Solidify your financial know-how by learning the fundamentals of financial management for startups to further propel your business growth.

Written by RamotionMay 9, 202311 min read

Last updated: Feb 9, 2024

While great ideas and passion are catalysts in starting a small business, they are not enough to fuel them toward success. You will need ample resources—especially money, the life source of companies—to get things done. Otherwise, you may end up closing even before your business takes flight. For instance, there was a sharp increase in startups failing in 2022, where about 20% of US businesses closed in their first year.

But this does not mean that a startup or a small business does not stand a chance in fierce competition. Since they are often met with dozens of constraints from the get-go—setting up teams, limited cash flow, and a lack of product or service demand—being strategic in your approach to your business finances is vital to generate profit before your resources deplete.

Defining Financial Management

Financial management is a crucial part of your overall business growth, especially if you are a new company or a new startup. It is a strategic approach that relies on your financial planning to effectively handle your money or business finances, like setting up a business bank account, monitoring your cash management account and checking account, budgeting, anticipating needs, allocating investments, and periodic funds assessment. When done successfully, you can avoid common financial pitfalls, optimize financial resources to gain maximum returns, and alleviate your growing business!

However, financial planning is easier said than done. Hence, learning the basics of financial management—in addition to keeping up with the latest business news—is a great first step.

How to Manage and Boost Your Business’s Finances

Whether you are an owner or a business manager new to financial planning, having solid know-how can make a huge difference in your outcomes. After all, money or finances is a tool to meet your goals.

Here's your first tip: always keep your personal accounts and personal expenses separate from your business. While the line can be blurred for a sole proprietorship, making personal expenses separate can save you from future headaches.

Here are more of what you need to know to create an effective financial management plan.

1. Start Small, Set Realistic Financial Goals

Apply SMART methodology to define your short-term and long-term financial goals. (Illustration via Freepik)

Good financial management can be structured by having achievable financial goals in place. Ask yourself: How can financial planning benefit you? What are your expectations or financial projections?

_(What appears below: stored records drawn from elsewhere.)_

use bytemuck::{Pod, Zeroable};

use crate::{
    kernel::workgroup_count,
    renderer::{IndexBuffer, Vertex, VertexBuffer, QUAD_INDICES, QUAD_VERTICES},
    target::RenderTarget,
};

/// Mirrors `BlendParams` in `accumulate.wgsl`.
#[repr(C)]
#[derive(Clone, Copy, Pod, Zeroable, Debug)]
struct BlendParams {
    weight: f32,
    width: u32,
    height: u32,
    _pad: u32,
}

/// Mirrors `Viewport` in `present.wgsl`.
#[repr(C)]
#[derive(Clone, Copy, Pod, Zeroable, Debug)]
struct Viewport {
    width: u32,
    height: u32,
    _pad: [u32; 2],
}

/// Bind groups tied to one render target.
pub struct CompositorBindings {
    blend: wgpu::BindGroup,
    present: wgpu::BindGroup,
}

/// Folds each raw sample into the running mean, then draws the mean.
pub struct Compositor {
    blend_pipeline: wgpu::ComputePipeline,
    blend_layout: wgpu::BindGroupLayout,
    blend_params: wgpu::Buffer,
    present_pipeline: wgpu::RenderPipeline,
    present_layout: wgpu::BindGroupLayout,
    viewport: wgpu::Buffer,
    vertex_buffer: VertexBuffer,
    index_buffer: IndexBuffer,
}

fn uniform_entry(binding: u32, visibility: wgpu::ShaderStages) -> wgpu::BindGroupLayoutEntry {
    wgpu::BindGroupLayoutEntry {
        binding,
        visibility,
        ty: wgpu::BindingType::Buffer {
            ty: wgpu::BufferBindingType::Uniform,
            has_dynamic_offset: false,
            min_binding_size: None,
        },
        count: None,
    }
}

fn storage_entry(
    binding: u32,
    visibility: wgpu::ShaderStages,
    read_only: bool,
) -> wgpu::BindGroupLayoutEntry {
    wgpu::BindGroupLayoutEntry {
        binding,
        visibility,
        ty: wgpu::BindingType::Buffer {
            ty: wgpu::BufferBindingType::Storage { read_only },
            has_dynamic_offset: false,
            min_binding_size: None,
        },
        count: None,
    }
}

impl Compositor {
    pub fn new(device: &wgpu::Device, surface_format: wgpu::TextureFormat) -> Self {
        let blend_shader =
            device.create_shader_module(wgpu::include_wgsl!("asset/shader/accumulate.wgsl"));
        let present_shader =
            device.create_shader_module(wgpu::include_wgsl!("asset/shader/present.wgsl"));

        let blend_layout = device.create_bind_group_layout(&wgpu::BindGroupLayoutDescriptor {
            label: Some("blend_bind_group_layout"),
            entries: &[
                uniform_entry(0, wgpu::ShaderStages::COMPUTE),
                wgpu::BindGroupLayoutEntry {
                    binding: 1,
                    visibility: wgpu::ShaderStages::COMPUTE,
                    ty: wgpu::BindingType::Texture {
                        multisampled: false,
                        view_dimension: wgpu::TextureViewDimension::D2,
                        sample_type: wgpu::TextureSampleType::Float { filterable: false },
                    },
                    count: None,
                },
                storage_entry(2, wgpu::ShaderStages::COMPUTE, false),
            ],
        });

        let blend_pipeline_layout = device.create_pipeline_layout(&wgpu::PipelineLayoutDescriptor {
            label: Some("Blend Pipeline Layout"),
            bind_group_layouts: &[&blend_layout],
            push_constant_ranges: &[],
        });

        let blend_pipeline = device.create_compute_pipeline(&wgpu::ComputePipelineDescriptor {
            label: Some("Blend Pipeline"),
            layout: Some(&blend_pipeline_layout),
            module: &blend_shader,
            entry_point: "main",
        });

        let present_layout = device.create_bind_group_layout(&wgpu::BindGroupLayoutDescriptor {
            label: Some("present_bind_group_layout"),
            entries: &[
                uniform_entry(0, wgpu::ShaderStages::FRAGMENT),
                storage_entry(1, wgpu::ShaderStages::FRAGMENT, true),
            ],
        });

        let present_pipeline_layout =
            device.create_pipeline_layout(&wgpu::PipelineLayoutDescriptor {
                label: Some("Present Pipeline Layout"),
                bind_group_layouts: &[&present_layout],
                push_constant_ranges: &[],
            });

        let present_pipeline = device.create_render_pipeline(&wgpu::RenderPipelineDescriptor {
            label: Some("Present Pipeline"),
            layout: Some(&present_pipeline_layout),
            vertex: wgpu::VertexState {
                module: &present_shader,
                entry_point: "vs_main",
                buffers: &[Vertex::layout()],
            },
            fragment: Some(wgpu::FragmentState {
                module: &present_shader,
                entry_point: "fs_main",
                targets: &[Some(wgpu::ColorTargetState {
                    format: surface_format,
                    blend: Some(wgpu::BlendState::REPLACE),
                    write_mask: wgpu::ColorWrites::ALL,
                })],
            }),
            primitive: wgpu::PrimitiveState {
                topology: wgpu::PrimitiveTopology::TriangleList,
                strip_index_format: None,
                front_face: wgpu::FrontFace::Ccw,
                cull_mode: Some(wgpu::Face::Back),
                polygon_mode: wgpu::PolygonMode::Fill,
                unclipped_depth: false,
                conservative: false,
            },
            depth_stencil: None,
            multisample: wgpu::MultisampleState {
                count: 1,
                mask: !0,
                alpha_to_coverage_enabled: false,
            },
            multiview: None,
        });

        let blend_params = device.create_buffer(&wgpu::BufferDescriptor {
            label: Some("blend params"),
            size: std::mem::size_of::<BlendParams>() as u64,
            usage: wgpu::BufferUsages::UNIFORM | wgpu::BufferUsages::COPY_DST,
            mapped_at_creation: false,
        });
        let viewport = device.create_buffer(&wgpu::BufferDescriptor {
            label: Some("present viewport"),
            size: std::mem::size_of::<Viewport>() as u64,
            usage: wgpu::BufferUsages::UNIFORM | wgpu::BufferUsages::COPY_DST,
            mapped_at_creation: false,
        });

        Self {
            blend_pipeline,
            blend_layout,
            blend_params,
            present_pipeline,
            present_layout,
            viewport,
            vertex_buffer: VertexBuffer::init_immediate(device, QUAD_VERTICES, Some("Quad Vertices")),
            index_buffer: IndexBuffer::init_immediate_u16(device, QUAD_INDICES, Some("Quad Indices")),
        }
    }

    pub fn release(self) {
        self.blend_params.destroy();
        self.viewport.destroy();
        self.vertex_buffer.destroy();
        self.index_buffer.destroy();
    }

    pub fn bind(&self, device: &wgpu::Device, target: &RenderTarget) -> CompositorBindings {
        let blend = device.create_bind_group(&wgpu::BindGroupDescriptor {
            label: Some("blend_bind_group"),
            layout: &self.blend_layout,
            entries: &[
                wgpu::BindGroupEntry {
                    binding: 0,
                    resource: self.blend_params.as_entire_binding(),
                },
                wgpu::BindGroupEntry {
                    binding: 1,
                    resource: wgpu::BindingResource::TextureView(&target.sample_view),
                },
                wgpu::BindGroupEntry {
                    binding: 2,
                    resource: target.accumulation.as_entire_binding(),
                },
            ],
        });
        let present = device.create_bind_group(&wgpu::BindGroupDescriptor {
            label: Some("present_bind_group"),
            layout: &self.present_layout,
            entries: &[
                wgpu::BindGroupEntry {
                    binding: 0,
                    resource: self.viewport.as_entire_binding(),
                },
                wgpu::BindGroupEntry {
                    binding: 1,
                    resource: target.accumulation.as_entire_binding(),
                },
            ],
        });
        CompositorBindings { blend, present }
    }

    /// `accumulated = mix(accumulated, sample, weight)` for every pixel.
    pub fn blend(
        &self,
        queue: &wgpu::Queue,
        encoder: &mut wgpu::CommandEncoder,
        bindings: &CompositorBindings,
        weight: f32,
        width: u32,
        height: u32,
    ) {
        let params = BlendParams {
            weight,
            width,
            height,
            _pad: 0,
        };
        queue.write_buffer(&self.blend_params, 0, bytemuck::bytes_of(&params));

        let mut pass = encoder.begin_compute_pass(&wgpu::ComputePassDescriptor {
            label: Some("Blend Pass"),
        });
        pass.set_pipeline(&self.blend_pipeline);
        pass.set_bind_group(0, &bindings.blend, &[]);
        pass.dispatch_workgroups(workgroup_count(width), workgroup_count(height), 1);
    }

    /// Draw the running mean into `view`.
    pub fn present(
        &self,
        queue: &wgpu::Queue,
        encoder: &mut wgpu::CommandEncoder,
        bindings: &CompositorBindings,
        view: &wgpu::TextureView,
        width: u32,
        height: u32,
    ) {
        let viewport = Viewport {
            width,
            height,
            _pad: [0; 2],
        };
        queue.write_buffer(&self.viewport, 0, bytemuck::bytes_of(&viewport));

        let mut render_pass = encoder.begin_render_pass(&wgpu::RenderPassDescriptor {
            label: Some("Present Pass"),
            color_attachments: &[Some(wgpu::RenderPassColorAttachment {
                view,
                resolve_target: None,
                ops: wgpu::Operations {
                    load: wgpu::LoadOp::Clear(wgpu::Color::BLACK),
                    store: true,
                },
            })],
            depth_stencil_attachment: None,
        });

        render_pass.set_pipeline(&self.present_pipeline);
        render_pass.set_bind_group(0, &bindings.present, &[]);
        render_pass.set_vertex_buffer(0, self.vertex_buffer.buffer().slice(..));
        render_pass.set_index_buffer(
            self.index_buffer.buffer().slice(..),
            self.index_buffer.format(),
        );
        render_pass.draw_indexed(0..self.index_buffer.count(), 0, 0..1);
    }
}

Your reasons could vary from maximizing profits and investments to managing cash flows and operational expenses. However, it helps to visualize your long-term goals or the big picture and cut them into bite-sized goals you can follow. For example, if you aim to reduce your total overhead spending by 10 percent in the third quarter, aim to cut your expenses slowly every month.

When identifying your goals, apply the SMART (specific, measurable, attainable, relevant, and timely) method. It helps in having a clear and quantifiable idea of what you want to achieve with constraints in mind within a certain period—monthly, quarterly, or annually. Consequently, it allows you to create concrete financial strategies that you can follow to achieve each goal.

Your SMART financial goals can look like the following:

  • Increasing the profit margin by 10% within six months.
  • Save $1,000 from your operational expenses at the end of each month.
  • Reduce bank loans by 50% before the financial calendar ends.

2. Define Your Budget

Setting up a budget for your business takes tons of planning. With so many variables involved, careful analysis of all your revenue streams and expenses is crucial.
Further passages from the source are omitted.